The ceremony came almost two weeks after agreements reached by U.S. President Donald Trump, Armenian Prime Minister Nikol Pashinian and Azerbaijani President Ilham Aliyev during talks held at the White House. Pashinian pledged to give the United States exclusive rights to a transit corridor that will connect Nakhichevan to the rest of Azerbaijan through Armenia’s Syunik province.
Aliyev on Thursday described the deal as a “historic achievement” for Azerbaijan. The opening of what Baku calls the “Zangezur corridor” has been one of his conditions for making peace with Armenia.

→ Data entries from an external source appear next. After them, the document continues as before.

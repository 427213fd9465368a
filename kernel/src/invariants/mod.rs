// Invariant Framework
//
// Invariants are pure rules over the registry and serving state,
// checked at the end of every retraining cycle. A violation means
// the adapter being served is undefined, so the orchestrator stops
// accepting cycles until an operator intervenes.

use crate::registry::{AdapterRegistry, VersionId};
use crate::serving::{ModelServingState, ModelStatus, ServingStatus};

/// Point-in-time view checked by invariants.
#[derive(Debug, Clone, PartialEq, Eq)]
pub struct CommitView {
    pub registered: Vec<VersionId>,
    pub active_version: Option<VersionId>,
    pub model: ModelStatus,
}

impl CommitView {
    pub fn capture(registry: &AdapterRegistry, serving: &ModelServingState) -> Self {
        Self {
            registered: registry.versions().iter().map(|v| v.version_id).collect(),
            active_version: registry.active_version_id(),
            model: serving.snapshot(),
        }
    }
}

/// Result of invariant evaluation.
#[derive(Debug, Clone, PartialEq, Eq)]
pub enum InvariantResult {
    Pass,
    Fail(String),
}

/// Invariants must be pure and side-effect free.
pub trait Invariant: Send + Sync {
    fn name(&self) -> &'static str;

    fn validate(&self, view: &CommitView) -> InvariantResult;
}

/// The active pointer names a registered version.
pub struct ActiveVersionRegistered;

impl Invariant for ActiveVersionRegistered {
    fn name(&self) -> &'static str {
        "active-version-registered"
    }

    fn validate(&self, view: &CommitView) -> InvariantResult {
        match view.active_version {
            Some(id) if !view.registered.contains(&id) => {
                InvariantResult::Fail(format!("active version {id} is not in the registry"))
            }
            _ => InvariantResult::Pass,
        }
    }
}

/// A ready model serves exactly the adapter the registry marks active.
pub struct ServingMatchesRegistry;

impl Invariant for ServingMatchesRegistry {
    fn name(&self) -> &'static str {
        "serving-matches-registry"
    }

    fn validate(&self, view: &CommitView) -> InvariantResult {
        if view.model.status != ServingStatus::Ready {
            return InvariantResult::Pass;
        }

        let mounted = view.model.current_adapter.as_ref().map(|a| a.version_id);
        if mounted == view.active_version {
            InvariantResult::Pass
        } else {
            InvariantResult::Fail(format!(
                "serving adapter {mounted:?} but registry active is {:?}",
                view.active_version
            ))
        }
    }
}

#[derive(Default)]
pub struct InvariantEngine {
    invariants: Vec<Box<dyn Invariant>>,
}

impl InvariantEngine {
    pub fn new() -> Self {
        Self {
            invariants: Vec::new(),
        }
    }

    /// Engine with the registry/serving consistency rules registered.
    pub fn standard() -> Self {
        let mut engine = Self::new();
        engine.register(ActiveVersionRegistered);
        engine.register(ServingMatchesRegistry);
        engine
    }

    pub fn register<I: Invariant + 'static>(&mut self, invariant: I) {
        self.invariants.push(Box::new(invariant));
    }

    /// Stops at the first failure.
    pub fn evaluate(&self, view: &CommitView) -> Result<(), InvariantViolation> {
        for invariant in &self.invariants {
            if let InvariantResult::Fail(reason) = invariant.validate(view) {
                return Err(InvariantViolation {
                    invariant: invariant.name(),
                    reason,
                });
            }
        }
        Ok(())
    }
}

impl std::fmt::Debug for InvariantEngine {
    fn fmt(&self, f: &mut std::fmt::Formatter<'_>) -> std::fmt::Result {
        let names: Vec<_> = self.invariants.iter().map(|i| i.name()).collect();
        f.debug_struct("InvariantEngine")
            .field("invariants", &names)
            .finish()
    }
}

#[derive(Debug, Clone, thiserror::Error, PartialEq, Eq)]
#[error("invariant `{invariant}` violated: {reason}")]
pub struct InvariantViolation {
    pub invariant: &'static str,
    pub reason: String,
}

#[cfg(test)]
mod tests {
    use super::*;
    use crate::registry::{AdapterVersion, StorageRef};
    use chrono::Utc;

    fn adapter(version_id: VersionId) -> AdapterVersion {
        AdapterVersion {
            version_id,
            created_at: Utc::now(),
            source_feedback_count: 1,
            storage_reference: StorageRef::new(format!("adapters/adapter_{version_id}")),
        }
    }

    fn view(status: ServingStatus, mounted: Option<VersionId>, active: Option<VersionId>) -> CommitView {
        CommitView {
            registered: vec![1, 2],
            active_version: active,
            model: ModelStatus {
                status,
                base_model: "base".into(),
                current_adapter: mounted.map(adapter),
                device: "cpu".into(),
            },
        }
    }

    #[test]
    fn consistent_views_pass() {
        let engine = InvariantEngine::standard();
        engine.evaluate(&view(ServingStatus::Ready, Some(2), Some(2))).unwrap();
        engine.evaluate(&view(ServingStatus::Ready, None, None)).unwrap();
        engine.evaluate(&view(ServingStatus::Loading, Some(1), Some(2))).unwrap();
    }

    #[test]
    fn unregistered_active_version_fails() {
        let engine = InvariantEngine::standard();

        let err = engine
            .evaluate(&view(ServingStatus::Loading, None, Some(9)))
            .unwrap_err();

        assert!(err.to_string().contains("active-version-registered"));
    }

    #[test]
    fn ready_with_mismatched_adapter_fails() {
        let engine = InvariantEngine::standard();

        let err = engine
            .evaluate(&view(ServingStatus::Ready, Some(1), Some(2)))
            .unwrap_err();

        assert_eq!(err.invariant, "serving-matches-registry");
    }
}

Pashinian’s domestic critics say the transit corridor named the Trump Route for International Peace and Prosperity (TRIPP) would undermine Armenian sovereignty over Syunik and lead to the kind of an extraterritorial corridor that has been sought by Baku. Pashinian denied that on Thursday, reiterating that the TRIPP will not breach Armenia’s territorial integrity. He again declined to reveal crucial details of the transit arrangement, claiming that they have yet to be worked out.
A joint declaration by Aliyev and Pashinian makes only a general reference to the TRIPP while a relevant U.S.-Armenian memorandum also signed in Washington on August 8 has still not been made public. The memorandum reportedly calls for a long-term U.S. lease on the transit routes.
Levon Zurabian, an Armenian opposition figure, accused Pashinian of deliberately “hiding the text from the Armenian people” in an effort to mislead them.
“If [the memorandum] is not classified, why has it still not been published 12 days after its signing?” Zurabian said in a social media post.